The reasoning is the core of D3: MAF checkpoints exist to make in-memory graph state durable across suspension; the dispatch and assembly phases have no in-memory graph state worth checkpointing because their state is already durable in the DB. A coordinator can dispatch ten children, observe them, and assemble their branches entirely from persisted rows. If the process dies, recovery re-reads those rows and re-arms dispatch — no checkpoint required. Forcing those phases into a MAF graph would add a second source of truth (checkpoint and DB rows) that must be kept consistent, for no durability gain. So the boundary is: MAF where a run suspends on a human and resumes in-memory; service-driven where state is naturally relational and long-lived.

Each child run, however, is itself an ordinary MAF run with its own graph — so MAF still orchestrates every leaf of real work. D3 is only about the coordinator's dispatch/assembly tier, not the workers it launches.

A2A is also MAF

Distributed execution does not move the graph; it moves only the leaf. The worker↔pod transport, A2A, ships in the same .NET Agent Framework line and remotes at the AIAgent seam. The worker keeps the whole MAF graph — every executor, every WorkflowEvent, every RequestPort/HITL gate — and replaces only the leaf AIAgent with a proxy that forwards a single turn to a sandbox pod and streams the result back.

This is why the MAF-centric design here stays intact under distribution: no MAF event crosses the wire, no gate crosses the wire, and there is no MAF↔A2A translation layer, because only the leaf's streaming response travels. Checkpoints and the serialized session blob still live on the worker's checkpoint store, so durable resume is unchanged. The full reasoning — cut at the leaf not the graph, message-mode only, the RunEvent side-channel codec — is in the A2A bridge deep dive.
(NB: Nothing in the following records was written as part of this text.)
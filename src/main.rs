use anyhow::Result;
use clap::{Parser, Subcommand};
use contentpro::models::{Config, ContentType, GenerationResult, LengthTier};
use contentpro::session::Session;
use contentpro::storage::{ContactStore, FileContactStore};
use std::path::PathBuf;
use tracing::{error, info};
use tracing_subscriber::{layer::SubscriberExt, util::SubscriberInitExt};

#[derive(Debug, Parser)]
#[command(name = "contentpro")]
#[command(about = "Generate Burmese marketing content and images")]
struct CliArgs {
    #[command(subcommand)]
    command: Command,
}

#[derive(Debug, Subcommand)]
enum Command {
    /// Generate content for a topic
    Generate {
        /// Topic to write about
        topic: String,
        /// Content type, e.g. "blog-post" or "social-media-post"
        #[arg(long, default_value = "social-media-post", value_parser = parse_content_type)]
        content_type: ContentType,
        /// Length tier: short, medium, or long
        #[arg(long, default_value = "medium", value_parser = parse_length)]
        length: LengthTier,
        /// Refinement instruction applied after generation
        #[arg(long)]
        refine: Option<String>,
    },
    /// Generate an image for a topic
    Image {
        /// Topic to illustrate
        topic: String,
        /// Output path for the PNG (defaults to generated.png)
        #[arg(long)]
        output: Option<PathBuf>,
    },
    /// Show or update the saved contact details
    Contact {
        #[arg(long)]
        phone: Option<String>,
        #[arg(long)]
        email: Option<String>,
        #[arg(long)]
        address: Option<String>,
    },
}

fn parse_content_type(input: &str) -> std::result::Result<ContentType, String> {
    let normalized = input.to_lowercase().replace(['-', '_'], " ");
    ContentType::ALL
        .into_iter()
        .find(|ct| ct.to_string().to_lowercase() == normalized)
        .ok_or_else(|| {
            let options: Vec<String> = ContentType::ALL.iter().map(|ct| ct.to_string()).collect();
            format!(
                "Invalid content type '{}'. Expected one of: {}",
                input,
                options.join(", ")
            )
        })
}

fn parse_length(input: &str) -> std::result::Result<LengthTier, String> {
    let normalized = input.to_lowercase();
    LengthTier::ALL
        .into_iter()
        .find(|tier| tier.to_string().to_lowercase() == normalized)
        .ok_or_else(|| format!("Invalid length '{}'. Expected short, medium, or long", input))
}

#[tokio::main]
async fn main() -> Result<()> {
    tracing_subscriber::registry()
        .with(
            tracing_subscriber::EnvFilter::try_from_default_env()
                .unwrap_or_else(|_| "contentpro=info".into()),
        )
        .with(tracing_subscriber::fmt::layer().with_writer(std::io::stderr))
        .init();

    let args = CliArgs::parse();

    match args.command {
        Command::Generate {
            topic,
            content_type,
            length,
            refine,
        } => run_generate(&topic, content_type, length, refine.as_deref()).await,
        Command::Image { topic, output } => run_image(&topic, output).await,
        Command::Contact {
            phone,
            email,
            address,
        } => run_contact(phone, email, address),
    }
}

async fn run_generate(
    topic: &str,
    content_type: ContentType,
    length: LengthTier,
    refine: Option<&str>,
) -> Result<()> {
    let config = Config::from_env()?;
    let mut session = Session::from_config(&config)?;
    session.set_content_type(content_type);
    session.set_length(length);

    session.generate_text(topic).await;
    if let Some(alert) = session.alert() {
        error!("{}", alert);
        std::process::exit(1);
    }
    if let Some(GenerationResult::Failed(message)) = session.result() {
        error!("{}", message);
        std::process::exit(1);
    }

    if let Some(instruction) = refine {
        session.refine(instruction).await;
        if let Some(alert) = session.alert() {
            error!("{}", alert);
            std::process::exit(1);
        }
    }

    match session.result() {
        Some(GenerationResult::Text(text)) => {
            println!("{}", text);
            Ok(())
        }
        Some(GenerationResult::Failed(message)) => {
            error!("{}", message);
            std::process::exit(1);
        }
        _ => {
            error!("No content was produced");
            std::process::exit(1);
        }
    }
}

async fn run_image(topic: &str, output: Option<PathBuf>) -> Result<()> {
    let config = Config::from_env()?;
    let mut session = Session::from_config(&config)?;

    session.generate_image(topic).await;
    if let Some(alert) = session.alert() {
        error!("{}", alert);
        std::process::exit(1);
    }

    let Some(payload) = session.result().and_then(|r| r.as_image()) else {
        error!("No image was produced");
        std::process::exit(1);
    };
    let Some(data) = payload.base64_data() else {
        error!("No image was produced");
        std::process::exit(1);
    };

    use base64::Engine as _;
    let bytes = base64::engine::general_purpose::STANDARD.decode(data)?;

    let path = output.unwrap_or_else(|| PathBuf::from("generated.png"));
    std::fs::write(&path, bytes)?;
    info!("Wrote image to {}", path.display());

    Ok(())
}

fn run_contact(
    phone: Option<String>,
    email: Option<String>,
    address: Option<String>,
) -> Result<()> {
    let store = FileContactStore::at_default_location()?;
    let mut contact = store.load()?;

    let updating = phone.is_some() || email.is_some() || address.is_some();
    if let Some(phone) = phone {
        contact.phone = phone;
    }
    if let Some(email) = email {
        contact.email = email;
    }
    if let Some(address) = address {
        contact.address = address;
    }

    if updating {
        store.save(&contact)?;
        info!("Saved contact details to {}", store.path().display());
    }

    println!("Phone:   {}", contact.phone);
    println!("Email:   {}", contact.email);
    println!("Address: {}", contact.address);

    Ok(())
}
Invariants to preserve when rebuilding

  • A run is a MAF Microsoft.Agents.AI.Workflows graph of typed executors and typed edges; cross-type transitions are explicit adapter executors.
  • A WorkflowDefinition binds to one MAF executor per logical node; chained turns get distinct nodes; binding fails closed.
  • The leaf is an AIAgent; production uses CopilotAIAgent, whose Copilot session the checkpoint manager serializes into the checkpoint.
  • MAF lifecycle events (ExecutorInvoked/Completed/Failed) are translated by the watch loop into workflow.step events that drive the live topology graph.
  • Every human gate is a RequestPort; reaching it emits a RequestInfoEvent, the workflow status becomes PendingRequests, and it suspends until a human responds.
  • Checkpoints use a provider-selected ICheckpointStore<JsonElement>: on Postgres the shared PostgresJsonCheckpointStore (rows in workflow_checkpoints, no lock, cross-replica resume), on SQLite/dev the FileSystemJsonCheckpointStore wrapped by ResilientCheckpointStore. The runId is the MAF session id; restart recovery resumes a suspended run from its latest checkpoint at the gate. On Postgres both replicas: 2 read/write the same rows; the old per-pod file fallback (where the losing replica took its own directory and cross-replica resume was impossible) applies only to the file store.
  • The coordinator's spec/confirm phase is MAF; dispatch and collective assembly (D3) are service-driven over DB rows, with no MAF graph and a NoOpWorkflowContext for direct executor calls.
  • A2A remotes only the AIAgent leaf; the MAF graph and all WorkflowEvent/RequestPort logic stay in the worker.